TROISIEME PARTIE : APPRENDRE DANS L'ECOLE AUJOURD'HUI

1) " Rien ne vaut les bonnes vieilles méthodes ! " (Motivations et apprentissage) Autrefois, on sortait de l'école avec un bagage sûr. Aujourd'hui, il semble que les jeunes ne savent plus grand-chose. Ou ils n'ont que des connaissances très vagues. Les vieilles méthodes ne sont pas si dépassées qu'on veut bien le dire. " Apprendre par cœur " : un mécanisme au service d'un projet. C'est le projet, l'intention, le sens qui fondent le " par cœur ", le rende utile, le font percevoir comme nécessaire. " Apprendre par cœur ", c'est fixer son attention, pendant un temps donné, sur des mécanismes à acquérir. Cependant, tout ne doit pas être appris par cœur, de la mémoire pour mobiliser nos connaissances est souvent plus utile. Savoir trouver l'information devient plus important que de le garder en mémoire. Les problèmes à résoudre, en revanche, sont de plus en plus complexes et supposent que nous mobilisons des savoirs empruntés à plusieurs domaines…ce qui exclut l'utilisation exclusive de savoirs par cœur enchaînés les uns aux autres de manière purement linéaire. Les " bonnes vieilles méthodes " ont fait leur preuve, c'est vrai. Mais ce qui " marchait " en elles, c'était moins les procédés (comme l'apprentissage " par cœur ") que leur capacité à donner du sens à ces procédés.
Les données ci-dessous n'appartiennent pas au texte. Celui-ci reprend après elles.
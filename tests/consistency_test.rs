//! Cross-implementation consistency tests
//!
//! The off-ledger pricing engine and the on-ledger fixed-point
//! verification formula implement one mathematical contract; these
//! tests drive both over the supported parameter space.

use rust_decimal::Decimal;
use rust_decimal_macros::dec;
use strike_shield::pricing::{
    check_divergence, from_fixed_point, onledger_premium, per_unit_premium, to_fixed_point,
};

const SPOTS: [f64; 3] = [30_000.0, 94_260.0, 150_000.0];
const STRIKE_PERCENTS: [f64; 7] = [50.0, 75.0, 90.0, 100.0, 110.0, 125.0, 150.0];
const DURATIONS: [u32; 4] = [30, 90, 180, 360];
const VOLATILITIES: [f64; 6] = [0.15, 0.30, 0.425, 0.60, 0.90, 1.20];

fn fp(v: f64) -> i128 {
    to_fixed_point(Decimal::try_from(v).unwrap())
}

#[test]
fn off_ledger_agrees_with_on_ledger_across_grid() {
    let tolerance = dec!(0.02);
    let mut checked = 0usize;

    for spot in SPOTS {
        for strike_pct in STRIKE_PERCENTS {
            for duration in DURATIONS {
                for sigma in VOLATILITIES {
                    let strike = spot * strike_pct / 100.0;
                    let t = duration as f64 / 365.0;

                    let off = per_unit_premium(spot, strike, t, sigma).total();
                    let off_dec = Decimal::try_from(off).unwrap_or(Decimal::ZERO);

                    let on_fp =
                        onledger_premium(fp(spot), fp(strike), duration, fp(sigma));
                    let on_dec = from_fixed_point(on_fp);

                    assert!(
                        check_divergence(off_dec, on_dec, tolerance),
                        "diverged at spot {spot} strike {strike_pct}% \
                         duration {duration}d sigma {sigma}: off {off_dec} on {on_dec}"
                    );
                    checked += 1;
                }
            }
        }
    }

    assert_eq!(checked, SPOTS.len() * STRIKE_PERCENTS.len() * DURATIONS.len() * VOLATILITIES.len());
}

#[test]
fn no_arbitrage_floor_across_grid() {
    for spot in SPOTS {
        for strike_pct in STRIKE_PERCENTS {
            for duration in DURATIONS {
                for sigma in VOLATILITIES {
                    let strike = spot * strike_pct / 100.0;
                    let p = per_unit_premium(spot, strike, duration as f64 / 365.0, sigma);
                    assert!(p.total() >= p.intrinsic);
                    assert!(p.time_value >= 0.0);
                }
            }
        }
    }
}

#[test]
fn premium_monotone_in_duration_across_grid() {
    for spot in SPOTS {
        for strike_pct in STRIKE_PERCENTS {
            for sigma in VOLATILITIES {
                let strike = spot * strike_pct / 100.0;
                let mut last = 0.0;
                for duration in DURATIONS {
                    let p = per_unit_premium(spot, strike, duration as f64 / 365.0, sigma)
                        .total();
                    assert!(
                        p >= last,
                        "premium fell from {last} to {p} as duration rose to {duration}d"
                    );
                    last = p;
                }
            }
        }
    }
}

#[test]
fn premium_monotone_in_volatility_across_grid() {
    for spot in SPOTS {
        for strike_pct in STRIKE_PERCENTS {
            for duration in DURATIONS {
                let strike = spot * strike_pct / 100.0;
                let t = duration as f64 / 365.0;
                let mut last = 0.0;
                for sigma in VOLATILITIES {
                    let p = per_unit_premium(spot, strike, t, sigma).total();
                    assert!(
                        p >= last,
                        "premium fell from {last} to {p} as sigma rose to {sigma}"
                    );
                    last = p;
                }
            }
        }
    }
}

#[test]
fn on_ledger_deterministic() {
    let a = onledger_premium(fp(94_260.0), fp(94_260.0), 30, fp(0.425));
    let b = onledger_premium(fp(94_260.0), fp(94_260.0), 30, fp(0.425));
    assert_eq!(a, b);
}
//! Decoding of `/api/...` paths into endpoints.
//!
//! The table below is the complete set of paths that can be served without a
//! server. A path that matches none of it is left for the network.

use std::{fmt, str::FromStr};

use shared::protocol::Endpoint;
use thiserror::Error;
use url::Url;

const LOCAL_ORIGIN: &str = "http://localhost/";

#[derive(Debug, Clone, Copy, PartialEq, Eq, Hash)]
pub enum Method {
    Get,
    Post,
    Patch,
    Delete,
}

impl Method {
    pub fn as_str(self) -> &'static str {
        match self {
            Self::Get => "GET",
            Self::Post => "POST",
            Self::Patch => "PATCH",
            Self::Delete => "DELETE",
        }
    }
}

impl fmt::Display for Method {
    fn fmt(&self, f: &mut fmt::Formatter<'_>) -> fmt::Result {
        f.write_str(self.as_str())
    }
}

#[derive(Debug, Error)]
#[error("unsupported http method `{0}`")]
pub struct UnsupportedMethod(pub String);

impl FromStr for Method {
    type Err = UnsupportedMethod;

    fn from_str(raw: &str) -> Result<Self, Self::Err> {
        match raw.to_ascii_uppercase().as_str() {
            "GET" => Ok(Self::Get),
            "POST" => Ok(Self::Post),
            "PATCH" => Ok(Self::Patch),
            "DELETE" => Ok(Self::Delete),
            _ => Err(UnsupportedMethod(raw.to_string())),
        }
    }
}

impl From<Method> for reqwest::Method {
    fn from(value: Method) -> Self {
        match value {
            Method::Get => reqwest::Method::GET,
            Method::Post => reqwest::Method::POST,
            Method::Patch => reqwest::Method::PATCH,
            Method::Delete => reqwest::Method::DELETE,
        }
    }
}

/// Matcher for a single path segment.
#[derive(Debug, Clone, Copy, PartialEq, Eq)]
pub enum Segment {
    Literal(&'static str),
    /// A decimal record id, captured.
    Id,
    Any,
}

enum SegmentMatch {
    Plain,
    Captured(i64),
}

impl Segment {
    fn match_raw(self, raw: &str) -> Option<SegmentMatch> {
        match self {
            Self::Literal(expected) => (raw == expected).then_some(SegmentMatch::Plain),
            Self::Id => raw.parse::<i64>().ok().map(SegmentMatch::Captured),
            Self::Any => Some(SegmentMatch::Plain),
        }
    }
}

#[derive(Debug, Clone, Copy)]
pub struct Route {
    pub method: Method,
    pub pattern: &'static [Segment],
    pub endpoint: Endpoint,
}

use Segment::{Id, Literal};

const STUDENTS: &[Segment] = &[Literal("api"), Literal("students")];
const STUDENT_SEARCH: &[Segment] = &[Literal("api"), Literal("students"), Literal("search")];
const STUDENT_IMPORT: &[Segment] = &[Literal("api"), Literal("students"), Literal("import")];
const STUDENT: &[Segment] = &[Literal("api"), Literal("students"), Id];
const STUDENT_TRANSFERS: &[Segment] = &[
    Literal("api"),
    Literal("students"),
    Id,
    Literal("transfer-requests"),
];
const GROUPS: &[Segment] = &[Literal("api"), Literal("groups")];
const GROUP: &[Segment] = &[Literal("api"), Literal("groups"), Id];
const TRANSFER_REQUESTS: &[Segment] = &[Literal("api"), Literal("transfer-requests")];

/// Ordered route table; the first matching entry wins.
pub const ROUTES: &[Route] = &[
    Route { method: Method::Get, pattern: STUDENTS, endpoint: Endpoint::ListStudents },
    Route { method: Method::Post, pattern: STUDENTS, endpoint: Endpoint::CreateStudent },
    Route { method: Method::Get, pattern: STUDENT_SEARCH, endpoint: Endpoint::SearchStudents },
    Route { method: Method::Post, pattern: STUDENT_IMPORT, endpoint: Endpoint::ImportStudents },
    Route { method: Method::Get, pattern: STUDENT, endpoint: Endpoint::GetStudent },
    Route { method: Method::Patch, pattern: STUDENT, endpoint: Endpoint::UpdateStudent },
    Route { method: Method::Delete, pattern: STUDENT, endpoint: Endpoint::DeleteStudent },
    Route {
        method: Method::Get,
        pattern: STUDENT_TRANSFERS,
        endpoint: Endpoint::ListStudentTransferRequests,
    },
    Route { method: Method::Get, pattern: GROUPS, endpoint: Endpoint::ListGroups },
    Route { method: Method::Post, pattern: GROUPS, endpoint: Endpoint::CreateGroup },
    Route { method: Method::Delete, pattern: GROUP, endpoint: Endpoint::DeleteGroup },
    Route {
        method: Method::Post,
        pattern: TRANSFER_REQUESTS,
        endpoint: Endpoint::CreateTransferRequest,
    },
];

#[derive(Debug, Clone, PartialEq, Eq)]
pub struct RouteMatch {
    pub endpoint: Endpoint,
    pub id: Option<i64>,
    pub query: Vec<(String, String)>,
}

impl RouteMatch {
    /// First value of `key`; empty values count as absent.
    pub fn query_param(&self, key: &str) -> Option<&str> {
        self.query
            .iter()
            .find(|(k, _)| k == key)
            .map(|(_, v)| v.as_str())
            .filter(|v| !v.is_empty())
    }
}

/// Matches `pattern` against already split segments, returning the captured id
/// if any.
pub fn match_pattern(pattern: &[Segment], segments: &[&str]) -> Option<Option<i64>> {
    if pattern.len() != segments.len() {
        return None;
    }
    let mut id = None;
    for (matcher, raw) in pattern.iter().zip(segments) {
        match matcher.match_raw(raw)? {
            SegmentMatch::Plain => {}
            SegmentMatch::Captured(value) => id = Some(value),
        }
    }
    Some(id)
}

pub fn decode(method: Method, path: &str) -> Option<RouteMatch> {
    let url = Url::parse(LOCAL_ORIGIN).ok()?.join(path).ok()?;
    let segments: Vec<&str> = url.path_segments()?.filter(|s| !s.is_empty()).collect();

    ROUTES
        .iter()
        .filter(|route| route.method == method)
        .find_map(|route| {
            match_pattern(route.pattern, &segments).map(|id| RouteMatch {
                endpoint: route.endpoint,
                id,
                query: url.query_pairs().into_owned().collect(),
            })
        })
}

#[cfg(test)]
#[path = "tests/routes_tests.rs"]
mod tests;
2) " L'école, je n'en veux plus ! " (Refus ou échec scolaire) Il existe des enfants " en difficulté " qu'un soutien pédagogique ponctuel peut sortir de l'ornière, il y a aussi des enfants en échec grave, qui campent dans un refus de tout apprentissage scolaire et avec lesquels il faut complètement reconstruire les conditions du moindre apprentissage. Lorsque aller à l'école réveille plus de malaises et de peurs que de plaisir et d'espérance, même les savoirs de base ne peuvent plus être abordés simplement.

QUATRIEME PARTIE : AGIR ENSEMBLE DANS L'ECOLE AUJOURD'HUI

1) " Ils ne savent plus se tenir ! " (violence, sanction et éducation) Parents et enseignants se rejettent mutuellement la " faute ", ou, au moins, la responsabilité de certains comportements malpolis ou agressifs des enfants. Apprendre à vivre ensemble : institution de moments de parole. La parole, structurée par une loi, est le meilleur remède à la violence. Si les enfants peuvent, à l'école, apprendre à se respecter les uns les autres, c'est parce que les adultes donnent eux-mêmes l'exemple du respect et de la politesse. La vie collective met en place des exigences : les caractères de chacun ; les comportements quotidiens structurés par des habitudes, des coutumes, des règles de politesse ; les origines différentes ; la liberté de chacun ; la parole ; les valeurs ; la signification du verbe " interdire " cad dire entre nous. De l'enfant au citoyen : quand l'école joue le rôle qui est le sien, en tant qu'institution de la République, elle apprend aux enfants, non seulement à lire, écrire et compter mais aussi à vivre ensemble. Et cet apprentissage là ne se fait pas au détriment des connaissances intellectuelles. Bien au contraire. Il se fait à travers elles et il est la condition de leur réussite. C'est quand elle prend en compte solidairement ces deux exigences (sociale et intellectuelle) que l'école ouvre à tous les enfants le champ de la culture humaine.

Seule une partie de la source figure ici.